This day in history: University of Idaho marching band no longer in step as program nixed. Prohibition officer arrested on embezzlement charges
From 1976: The University of Idaho’s football games were in danger of becoming a lot quieter.
The university “can no longer afford” a marching band, the college president said.
It cost $60,000 to support the band, and it would be one of many college functions which might be axed.
“We are not getting what we need from the legislature for running the institutions of higher learning,” he said.
The president warned that “once disbanded, it is hard to get something like this back together.”
From 1926: A former federal Prohibition officer was arrested in Spokane on a charge of embezzlement.

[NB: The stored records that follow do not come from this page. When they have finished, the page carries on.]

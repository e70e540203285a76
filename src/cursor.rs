//! Opaque resumption tokens for SCAN and the collection scans.
//!
//! A cursor carries the kind of enumeration it belongs to and the last key
//! (or member) returned. It never carries a namespace: the session decides
//! which namespace a cursor is resumed in.

use base64::Engine;
use base64::engine::general_purpose::URL_SAFE_NO_PAD;

/// The cursor that starts an enumeration and that ends one.
pub const START: &str = "0";

const MARKER: char = '_';

#[derive(Debug, Clone, Copy, PartialEq, Eq)]
pub enum CursorKind {
    Scan,
    Hash,
    Set,
    ZSet,
}

impl CursorKind {
    fn tag(self) -> u8 {
        match self {
            CursorKind::Scan => b'k',
            CursorKind::Hash => b'h',
            CursorKind::Set => b's',
            CursorKind::ZSet => b'z',
        }
    }

    fn from_tag(tag: u8) -> Option<Self> {
        match tag {
            b'k' => Some(CursorKind::Scan),
            b'h' => Some(CursorKind::Hash),
            b's' => Some(CursorKind::Set),
            b'z' => Some(CursorKind::ZSet),
            _ => None,
        }
    }
}

#[derive(Debug, Clone, Copy, PartialEq, Eq, thiserror::Error)]
#[error("invalid cursor")]
pub struct InvalidCursor;

/// Encode a resume point. The result is never [`START`].
pub fn encode(kind: CursorKind, last_key: &[u8]) -> String {
    let mut raw = Vec::with_capacity(1 + last_key.len());
    raw.push(kind.tag());
    raw.extend_from_slice(last_key);
    let mut cursor = String::with_capacity(1 + raw.len() * 4 / 3 + 4);
    cursor.push(MARKER);
    URL_SAFE_NO_PAD.encode_string(&raw, &mut cursor);
    cursor
}

/// Encode the reply cursor for a page: [`START`] when the page was the last.
pub fn encode_next(kind: CursorKind, next: Option<&[u8]>) -> String {
    match next {
        Some(key) => encode(kind, key),
        None => START.to_string(),
    }
}

/// Decode `cursor` for an enumeration of kind `expected`.
///
/// Returns the key to resume after; empty for [`START`].
pub fn decode(cursor: &str, expected: CursorKind) -> Result<Vec<u8>, InvalidCursor> {
    if cursor == START {
        return Ok(Vec::new());
    }
    let body = cursor.strip_prefix(MARKER).ok_or(InvalidCursor)?;
    let raw = URL_SAFE_NO_PAD.decode(body).map_err(|_| InvalidCursor)?;
    let (&tag, key) = raw.split_first().ok_or(InvalidCursor)?;
    match CursorKind::from_tag(tag) {
        Some(kind) if kind == expected => Ok(key.to_vec()),
        _ => Err(InvalidCursor),
    }
}
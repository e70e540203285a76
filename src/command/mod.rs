pub mod data;
pub mod key;
pub mod namespace;
pub mod server_cmd;

use crate::connection::ClientState;
use crate::cursor::CursorKind;
use crate::error::{NsError, NsResult};
use crate::rdb::{LoadOptions, RestoreOptions};
use crate::resp::RespValue;
use crate::server::ServerContext;

use data::DataCommand;
use key::ScanArgs;
use namespace::NamespaceOp;
use server_cmd::{ClientOp, CommandOp, ConfigOp, HelloArgs, SlowLogOp};

/// Arity of every supported command, name included. A negative arity is a
/// minimum.
const COMMAND_TABLE: &[(&str, i32)] = &[
    ("AUTH", 2),
    ("HELLO", -1),
    ("PING", -1),
    ("ECHO", 2),
    ("QUIT", 1),
    ("SELECT", 2),
    ("TIME", 1),
    ("INFO", -1),
    ("COMMAND", -1),
    ("SLOWLOG", -2),
    ("SHUTDOWN", 1),
    ("NAMESPACE", -3),
    ("CONFIG", -2),
    ("CLIENT", -2),
    ("SLAVEOF", 3),
    ("REPLICAOF", 3),
    ("ROLE", 1),
    ("DBSIZE", -1),
    ("FLUSHDB", 1),
    ("FLUSHALL", 1),
    ("KEYS", 2),
    ("SCAN", -2),
    ("HSCAN", -3),
    ("SSCAN", -3),
    ("ZSCAN", -3),
    ("RANDOMKEY", 1),
    ("RESTORE", -4),
    ("DUMP", 2),
    ("RDB", -3),
    ("DISK", 3),
    ("MEMORY", 3),
    ("GET", 2),
    ("SET", -3),
    ("DEL", -2),
    ("EXISTS", -2),
    ("TYPE", 2),
    ("TTL", 2),
    ("PTTL", 2),
    ("RPUSH", -3),
    ("LRANGE", 4),
    ("SADD", -3),
    ("SMEMBERS", 2),
    ("HSET", -4),
    ("HGETALL", 2),
    ("ZADD", -4),
    ("ZRANGE", -4),
];

/// Commands a session may run before it has authenticated.
pub fn allowed_before_auth(name: &str) -> bool {
    matches!(name, "AUTH" | "HELLO" | "QUIT")
}

/// Commands whose arguments may carry secrets; they never reach the slow log.
pub fn hidden_from_slowlog(name: &str) -> bool {
    matches!(name, "AUTH" | "HELLO" | "NAMESPACE" | "CONFIG")
}

/// A parsed request, ready to run against the server context.
#[derive(Debug, Clone, PartialEq)]
pub enum Command {
    Auth(String),
    Hello(HelloArgs),
    Ping(Option<Vec<u8>>),
    Echo(Vec<u8>),
    Quit,
    Select,
    Time,
    /// `INFO [section]`
    Info(Option<String>),
    CommandTable(CommandOp),
    SlowLog(SlowLogOp),
    Shutdown,
    Namespace(NamespaceOp),
    Config(ConfigOp),
    Client(ClientOp),
    /// `None` is `SLAVEOF NO ONE`.
    SlaveOf(Option<(String, u16)>),
    Role,
    DbSize { scan: bool },
    FlushDb,
    FlushAll,
    Keys { prefix: Vec<u8> },
    Scan(ScanArgs),
    MemberScan { kind: CursorKind, key: Vec<u8>, args: ScanArgs },
    RandomKey,
    Restore { key: Vec<u8>, payload: Vec<u8>, opts: RestoreOptions },
    Dump(Vec<u8>),
    RdbLoad { path: String, opts: LoadOptions },
    /// DISK USAGE and MEMORY USAGE.
    DiskUsage(Vec<u8>),
    Data(DataCommand),
}

impl Command {
    /// Parse a request. `name` is the upper-cased command name and `args`
    /// the arguments after it.
    pub fn parse(name: &str, args: &[Vec<u8>]) -> NsResult<Command> {
        let Some(&(_, arity)) = COMMAND_TABLE.iter().find(|(n, _)| *n == name) else {
            return Err(unknown_command(name, args));
        };
        let argc = args.len() as i32 + 1;
        if (arity > 0 && argc != arity) || (arity < 0 && argc < -arity) {
            return Err(wrong_arg_count(name));
        }

        let cmd = match name {
            "AUTH" => Command::Auth(arg_to_string(&args[0])),
            "HELLO" => Command::Hello(server_cmd::parse_hello(args)?),
            "PING" => match args {
                [] => Command::Ping(None),
                [msg] => Command::Ping(Some(msg.clone())),
                _ => return Err(wrong_arg_count(name)),
            },
            "ECHO" => Command::Echo(args[0].clone()),
            "QUIT" => Command::Quit,
            "SELECT" => Command::Select,
            "TIME" => Command::Time,
            "INFO" => match args {
                [] => Command::Info(None),
                [section] => Command::Info(Some(arg_to_string(section).to_ascii_lowercase())),
                _ => return Err(NsError::SyntaxError),
            },
            "COMMAND" => Command::CommandTable(server_cmd::parse_command(args)?),
            "SLOWLOG" => Command::SlowLog(server_cmd::parse_slowlog(args)?),
            "SHUTDOWN" => Command::Shutdown,
            "NAMESPACE" => Command::Namespace(namespace::parse(args)?),
            "CONFIG" => Command::Config(server_cmd::parse_config(args)?),
            "CLIENT" => Command::Client(server_cmd::parse_client(args)?),
            "SLAVEOF" | "REPLICAOF" => Command::SlaveOf(server_cmd::parse_slaveof(args)?),
            "ROLE" => Command::Role,
            "DBSIZE" => match args {
                [] => Command::DbSize { scan: false },
                [sub] if arg_eq(sub, "scan") => Command::DbSize { scan: true },
                _ => return Err(NsError::generic("DBSIZE subcommand only supports scan")),
            },
            "FLUSHDB" => Command::FlushDb,
            "FLUSHALL" => Command::FlushAll,
            "KEYS" => Command::Keys {
                prefix: key::parse_prefix_pattern(&args[0])?,
            },
            "SCAN" => Command::Scan(key::parse_scan(args, CursorKind::Scan)?),
            "HSCAN" | "SSCAN" | "ZSCAN" => {
                let kind = match name {
                    "HSCAN" => CursorKind::Hash,
                    "SSCAN" => CursorKind::Set,
                    _ => CursorKind::ZSet,
                };
                Command::MemberScan {
                    kind,
                    key: args[0].clone(),
                    args: key::parse_scan(&args[1..], kind)?,
                }
            }
            "RANDOMKEY" => Command::RandomKey,
            "RESTORE" => key::parse_restore(args)?,
            "DUMP" => Command::Dump(args[0].clone()),
            "RDB" => key::parse_rdb(args)?,
            "DISK" | "MEMORY" => {
                if !arg_eq(&args[0], "usage") {
                    return Err(NsError::generic("Unknown operation"));
                }
                Command::DiskUsage(args[1].clone())
            }
            _ => Command::Data(DataCommand::parse(name, args)?),
        };
        Ok(cmd)
    }

    pub async fn execute(self, ctx: &ServerContext, client: &mut ClientState) -> NsResult<RespValue> {
        match self {
            Command::Auth(password) => server_cmd::auth(ctx, client, &password).await,
            Command::Hello(hello) => server_cmd::hello(ctx, client, hello).await,
            Command::Ping(None) => Ok(RespValue::simple_string("PONG")),
            Command::Ping(Some(msg)) | Command::Echo(msg) => Ok(RespValue::bulk_string(msg)),
            Command::Quit => {
                client.should_close = true;
                Ok(RespValue::ok())
            }
            Command::Select => Ok(RespValue::ok()),
            Command::Time => Ok(server_cmd::time()),
            Command::Info(section) => server_cmd::info(ctx, client, section.as_deref()).await,
            Command::CommandTable(op) => Ok(server_cmd::command(&op)),
            Command::SlowLog(op) => server_cmd::slowlog(ctx, client, op).await,
            Command::Shutdown => server_cmd::shutdown(ctx, client),
            Command::Namespace(op) => namespace::execute(ctx, client, op).await,
            Command::Config(op) => server_cmd::config(ctx, client, op).await,
            Command::Client(op) => server_cmd::client(ctx, client, op).await,
            Command::SlaveOf(master) => server_cmd::slaveof(ctx, client, master).await,
            Command::Role => Ok(server_cmd::role(ctx).await),
            Command::DbSize { scan } => server_cmd::dbsize(ctx, client, scan).await,
            Command::FlushDb => server_cmd::flushdb(ctx, client).await,
            Command::FlushAll => server_cmd::flushall(ctx, client).await,
            Command::Keys { prefix } => key::keys(ctx, client, &prefix).await,
            Command::Scan(args) => key::scan(ctx, client, args).await,
            Command::MemberScan { kind, key, args } => key::member_scan(ctx, client, kind, &key, args).await,
            Command::RandomKey => key::random_key(ctx, client).await,
            Command::Restore { key, payload, opts } => key::restore(ctx, client, &key, &payload, &opts).await,
            Command::Dump(key) => key::dump(ctx, client, &key).await,
            Command::RdbLoad { path, opts } => key::rdb_load(ctx, client, &path, &opts).await,
            Command::DiskUsage(key) => key::disk_usage(ctx, client, &key).await,
            Command::Data(cmd) => cmd.execute(ctx, client).await,
        }
    }
}

pub fn arg_to_string(arg: &[u8]) -> String {
    String::from_utf8_lossy(arg).into_owned()
}

pub fn arg_to_i64(arg: &[u8]) -> NsResult<i64> {
    std::str::from_utf8(arg)
        .ok()
        .and_then(|s| s.parse().ok())
        .ok_or(NsError::NotInteger)
}

/// Case-insensitive comparison of an argument with a keyword.
pub fn arg_eq(arg: &[u8], keyword: &str) -> bool {
    arg.eq_ignore_ascii_case(keyword.as_bytes())
}

pub fn wrong_arg_count(cmd: &str) -> NsError {
    NsError::WrongArgCount(cmd.to_ascii_lowercase())
}

pub fn require_admin(client: &ClientState) -> NsResult<()> {
    if client.is_admin {
        Ok(())
    } else {
        Err(NsError::AdminRequired)
    }
}

fn unknown_command(name: &str, args: &[Vec<u8>]) -> NsError {
    let preview: String = args
        .iter()
        .take(3)
        .map(|a| format!("'{}' ", arg_to_string(a)))
        .collect();
    NsError::UnknownCommand(name.to_ascii_lowercase(), preview)
}
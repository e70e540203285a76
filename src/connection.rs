use crate::namespace::DEFAULT_NAMESPACE;
use std::collections::HashMap;
use std::sync::Arc;
use std::sync::atomic::{AtomicU64, Ordering};
use std::time::Instant;
use tokio::sync::RwLock;
use tokio_util::sync::CancellationToken;

static NEXT_CLIENT_ID: AtomicU64 = AtomicU64::new(1);

/// Per-client connection state.
#[derive(Debug)]
pub struct ClientState {
    pub id: u64,
    pub addr: String,
    /// Namespace every key of this session lives in.
    pub namespace: String,
    pub is_admin: bool,
    pub authenticated: bool,
    pub should_close: bool,
    pub name: Option<String>,
    /// Resume point of the next RANDOMKEY.
    pub last_random_key: Vec<u8>,
    /// Cancelled by CLIENT KILL.
    pub cancel: CancellationToken,
    created: Instant,
}

impl ClientState {
    /// A fresh session. Without a server password it starts out as an
    /// authenticated admin in the default namespace.
    pub fn new(addr: String, requires_auth: bool) -> Self {
        ClientState {
            id: NEXT_CLIENT_ID.fetch_add(1, Ordering::Relaxed),
            addr,
            namespace: DEFAULT_NAMESPACE.to_string(),
            is_admin: !requires_auth,
            authenticated: !requires_auth,
            should_close: false,
            name: None,
            last_random_key: Vec::new(),
            cancel: CancellationToken::new(),
            created: Instant::now(),
        }
    }

    /// Attach the session to `namespace` after a successful authentication.
    pub fn bind(&mut self, namespace: &str, admin: bool) {
        if self.namespace != namespace {
            self.last_random_key.clear();
        }
        self.namespace = namespace.to_string();
        self.is_admin = admin;
        self.authenticated = true;
    }

    pub fn info(&self) -> ClientInfo {
        ClientInfo {
            id: self.id,
            addr: self.addr.clone(),
            name: self.name.clone().unwrap_or_default(),
            namespace: self.namespace.clone(),
            created: self.created,
            cancel: self.cancel.clone(),
        }
    }
}

/// What the registry knows about a live session.
#[derive(Debug, Clone)]
pub struct ClientInfo {
    pub id: u64,
    pub addr: String,
    pub name: String,
    pub namespace: String,
    created: Instant,
    cancel: CancellationToken,
}

impl ClientInfo {
    /// One CLIENT LIST line, without the trailing newline.
    pub fn describe(&self) -> String {
        format!(
            "id={} addr={} name={} age={} namespace={}",
            self.id,
            self.addr,
            self.name,
            self.created.elapsed().as_secs(),
            self.namespace
        )
    }
}

#[derive(Debug, Clone, Copy, PartialEq, Eq)]
pub enum ClientType {
    Normal,
    PubSub,
    Slave,
    Master,
}

impl ClientType {
    pub fn parse(s: &str) -> Option<Self> {
        match s.to_ascii_lowercase().as_str() {
            "normal" => Some(ClientType::Normal),
            "pubsub" => Some(ClientType::PubSub),
            "slave" | "replica" => Some(ClientType::Slave),
            "master" => Some(ClientType::Master),
            _ => None,
        }
    }
}

/// Filter of `CLIENT KILL`. Unset fields match every client.
#[derive(Debug, Clone, PartialEq)]
pub struct KillFilter {
    pub addr: Option<String>,
    pub id: Option<u64>,
    pub kind: Option<ClientType>,
    pub skip_me: bool,
}

impl Default for KillFilter {
    fn default() -> Self {
        KillFilter {
            addr: None,
            id: None,
            kind: None,
            skip_me: true,
        }
    }
}

impl KillFilter {
    fn matches(&self, client: &ClientInfo, self_id: u64) -> bool {
        if self.skip_me && client.id == self_id {
            return false;
        }
        if self.addr.as_ref().is_some_and(|addr| *addr != client.addr) {
            return false;
        }
        if self.id.is_some_and(|id| id != client.id) {
            return false;
        }
        // Every session served here is a normal client.
        self.kind.is_none_or(|kind| kind == ClientType::Normal)
    }
}

/// Live sessions, for CLIENT LIST and CLIENT KILL.
#[derive(Debug, Default)]
pub struct ClientRegistry {
    clients: HashMap<u64, ClientInfo>,
}

impl ClientRegistry {
    pub fn new() -> Self {
        ClientRegistry::default()
    }

    /// Add or refresh the entry of `client`.
    pub fn register(&mut self, client: &ClientState) {
        self.clients.insert(client.id, client.info());
    }

    pub fn unregister(&mut self, id: u64) {
        self.clients.remove(&id);
    }

    /// Every session, ordered by id.
    pub fn list(&self) -> Vec<&ClientInfo> {
        let mut clients: Vec<&ClientInfo> = self.clients.values().collect();
        clients.sort_by_key(|c| c.id);
        clients
    }

    /// Cancel every session matching `filter`. Returns how many were hit.
    /// Cancelled sessions close once their current command has finished.
    pub fn kill(&mut self, filter: &KillFilter, self_id: u64) -> usize {
        let victims: Vec<u64> = self
            .clients
            .values()
            .filter(|c| filter.matches(c, self_id))
            .map(|c| c.id)
            .collect();
        for id in &victims {
            if let Some(client) = self.clients.remove(id) {
                client.cancel.cancel();
            }
        }
        victims.len()
    }

    pub fn len(&self) -> usize {
        self.clients.len()
    }

    pub fn is_empty(&self) -> bool {
        self.clients.is_empty()
    }
}

pub type SharedClients = Arc<RwLock<ClientRegistry>>;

Attorney G.O.A. Bondy was also fined $20 for contempt of court for ignoring a subpoena on the same charge.
Bondy was accused of taking two revolvers during a Prohibition raid on the McAlew Bar. He then failed to make a record of the two guns and “took them out of the jurisdiction of the court without permission.”
Judge Stanley Webster said it was plain that Bondy intended to keep the guns.
“This should be a lesson to all federal officers to dispose of whatever evidence they get in an official manner and not in a personal way,” the judge said.
Bondy was being held without bail.
Also on this day
(From onthisday.com)
1851: Hyman L. Lipman of Philadelphia patents the pencil with attached eraser.
1981: President Ronald Reagan is shot and wounded in an assassination attempt by John Hinckley Jr.; three others, including press secretary James Brady, are also wounded.